Due to the dominance of technology over our lives, we are becoming less and less social, because many of us spend time in front of screens instead of in front of people. Even though we have global accessibility to people across the world, we are nonetheless lonelier than ever. Therefore, should we learn to accept seclusion in our lives and even utilize it for our own benefit, we can overcome the contemporary “epidemic” of loneliness.


7. Being a loner doesn’t make you an egoist: Solitude can be utilized for the benefit of society. Writers, artists, philosophers and so forth are all examples of people that utilize solitude for contributing to the world at large.


8. Being a loner doesn’t make you a loser, either:

You can be successful in whatever field you’re good at even if you are a loner, and success doesn’t have to come only through societal or normative means, such as marriage, sex and wealth.


9. Self-Discipline and a more-ascetic lifestyle can bring you closer to optimal freedom:

Financial materialism has the fault of making us addictive to constant purchases and consumerism, and addictions by nature are enslaving. Should we live a more healthy lifestyle through making our lives more ascetic, we can become more independent and more resilient from addictions that are toxic for us even if they make us feel good. The good feeling we receive from them is actually a delusion of good, hence why we pursue them.


10. Live and Let Live:

It is not right to force your believes on others, because such right does not exist. People should have the freedom to believe in whatever they want, because that is the most basic freedom we have. Hence why future technology such as brain-machine interface is dangerous, because our minds don’t need to be invaded or altered by external forces unless we give them the full consent to do so through convincing.


11. Society is only necessary to an extant:

Let us not confuse our intense passions as our needs. While we do need society to help us fulfill our basic needs, much of what society has to offer is unnecessary in order to live a life of satisfaction and purpose.


12. We are both influenced and have control over our lives:

Rubinshteinic philosophy largely emphasizes on the importance of evidence, and that pure logic is not always sufficient for a possible truth to be an actual truth. Hence why concepts such as “fate” and “karma” are largely non-existent in Rubinshteinic philosophy. What we do have, however, is the fact that we are influenced by others and also have a degree of control over the direction of our lives.
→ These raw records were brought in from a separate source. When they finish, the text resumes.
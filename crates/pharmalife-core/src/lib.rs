//! # pharmalife-core: Domain Logic for the PharmaLife Local Store
//!
//! Entity types, money, derived statuses, validation, statistics and the
//! default dataset. Everything here is pure: no database, no files, no
//! tasks. The store crate owns all of that.
//!
//! ## Architecture Position
//! ```text
//! ┌─────────────────────────────────────────────────────────────────────────┐
//! │                      PharmaLife Local Store                             │
//! │                                                                         │
//! │  ┌─────────────────────────────────────────────────────────────────┐   │
//! │  │              Dashboard / pharmalife CLI                         │   │
//! │  └─────────────────────────────┬───────────────────────────────────┘   │
//! │                                │                                        │
//! │  ┌─────────────────────────────▼───────────────────────────────────┐   │
//! │  │     pharmalife-store: LocalStore, backends, writer task         │   │
//! │  └─────────────────────────────┬───────────────────────────────────┘   │
//! │                                │                                        │
//! │  ┌─────────────────────────────▼───────────────────────────────────┐   │
//! │  │           ★ pharmalife-core (THIS CRATE) ★                      │   │
//! │  │                                                                 │   │
//! │  │   ┌───────────┐  ┌───────────┐  ┌───────────┐  ┌───────────┐  │   │
//! │  │   │   types   │  │  status   │  │repository │  │  backup   │  │   │
//! │  │   │  patch    │  │  money    │  │  defaults │  │  stats    │  │   │
//! │  │   │ settings  │  │validation │  │   Record  │  │  alerts   │  │   │
//! │  │   └───────────┘  └───────────┘  └───────────┘  └───────────┘  │   │
//! │  │                                                                 │   │
//! │  │   NO I/O • NO DATABASE • NO TASKS • PURE FUNCTIONS             │   │
//! │  └─────────────────────────────────────────────────────────────────┘   │
//! └─────────────────────────────────────────────────────────────────────────┘
//! ```
//!
//! ## Modules
//!
//! - [`types`] - Entity records and their `New*` shapes
//! - [`patch`] - Partial updates
//! - [`status`] - Status enums and derivation rules
//! - [`money`] - Integer money
//! - [`settings`] - Company settings
//! - [`validation`] - Field rules
//! - [`repository`] - The aggregate and the `Record` trait
//! - [`stats`] / [`alerts`] - Dashboard queries
//! - [`defaults`] - Demo dataset
//! - [`backup`] - Backup envelope
//!
//! ## Example
//!
//! ```rust
//! use chrono::Utc;
//! use pharmalife_core::{default_repository, StoreStats};
//!
//! let repo = default_repository(Utc::now());
//! let stats = StoreStats::compute(&repo, Utc::now().date_naive());
//! assert_eq!(stats.total_branches, 5);
//! ```

// =============================================================================
// Module Declarations
// =============================================================================

pub mod alerts;
pub mod backup;
pub mod defaults;
pub mod error;
pub mod money;
pub mod patch;
pub mod repository;
pub mod settings;
pub mod stats;
pub mod status;
pub mod types;
pub mod validation;

// =============================================================================
// Re-exports for Convenience
// =============================================================================

pub use alerts::{license_alerts, AlertKind, AlertSummary, LicenseAlert};
pub use backup::{backup_file_name, Backup, RawBackup, BACKUP_VERSION, SUPPORTED_BACKUP_VERSIONS};
pub use defaults::default_repository;
pub use error::{CoreError, CoreResult, ValidationError};
pub use money::Money;
pub use patch::*;
pub use repository::{generate_id, Record, Repository};
pub use settings::{Settings, SettingsPatch};
pub use stats::StoreStats;
pub use status::*;
pub use types::*;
13. Inter-Subjectivity is not Objectivity:

It is tended to see the thoughts, beliefs and opinions of the majority as the objective reality. However, reality exists beyond our minds, and much of what we perceive as objectivity is largely inter-subjectivity, AKA, the shared and common subjectivity of others.

And finally:


14. Meaning and importance are largely subjective terms:

There isn’t necessarily a grand, universal purpose to our lives. It is thus our responsibility to give meaning and importance to our own lives through knowing ourselves as distinct individuals with distinct skills and traits. By dedicating time and energy to do so we can be happier and more fulfilled beings without any need to hope for an external entity to supply it for us. We also don’t have to have just one meaning, nor one functionality, for the rest of our lives.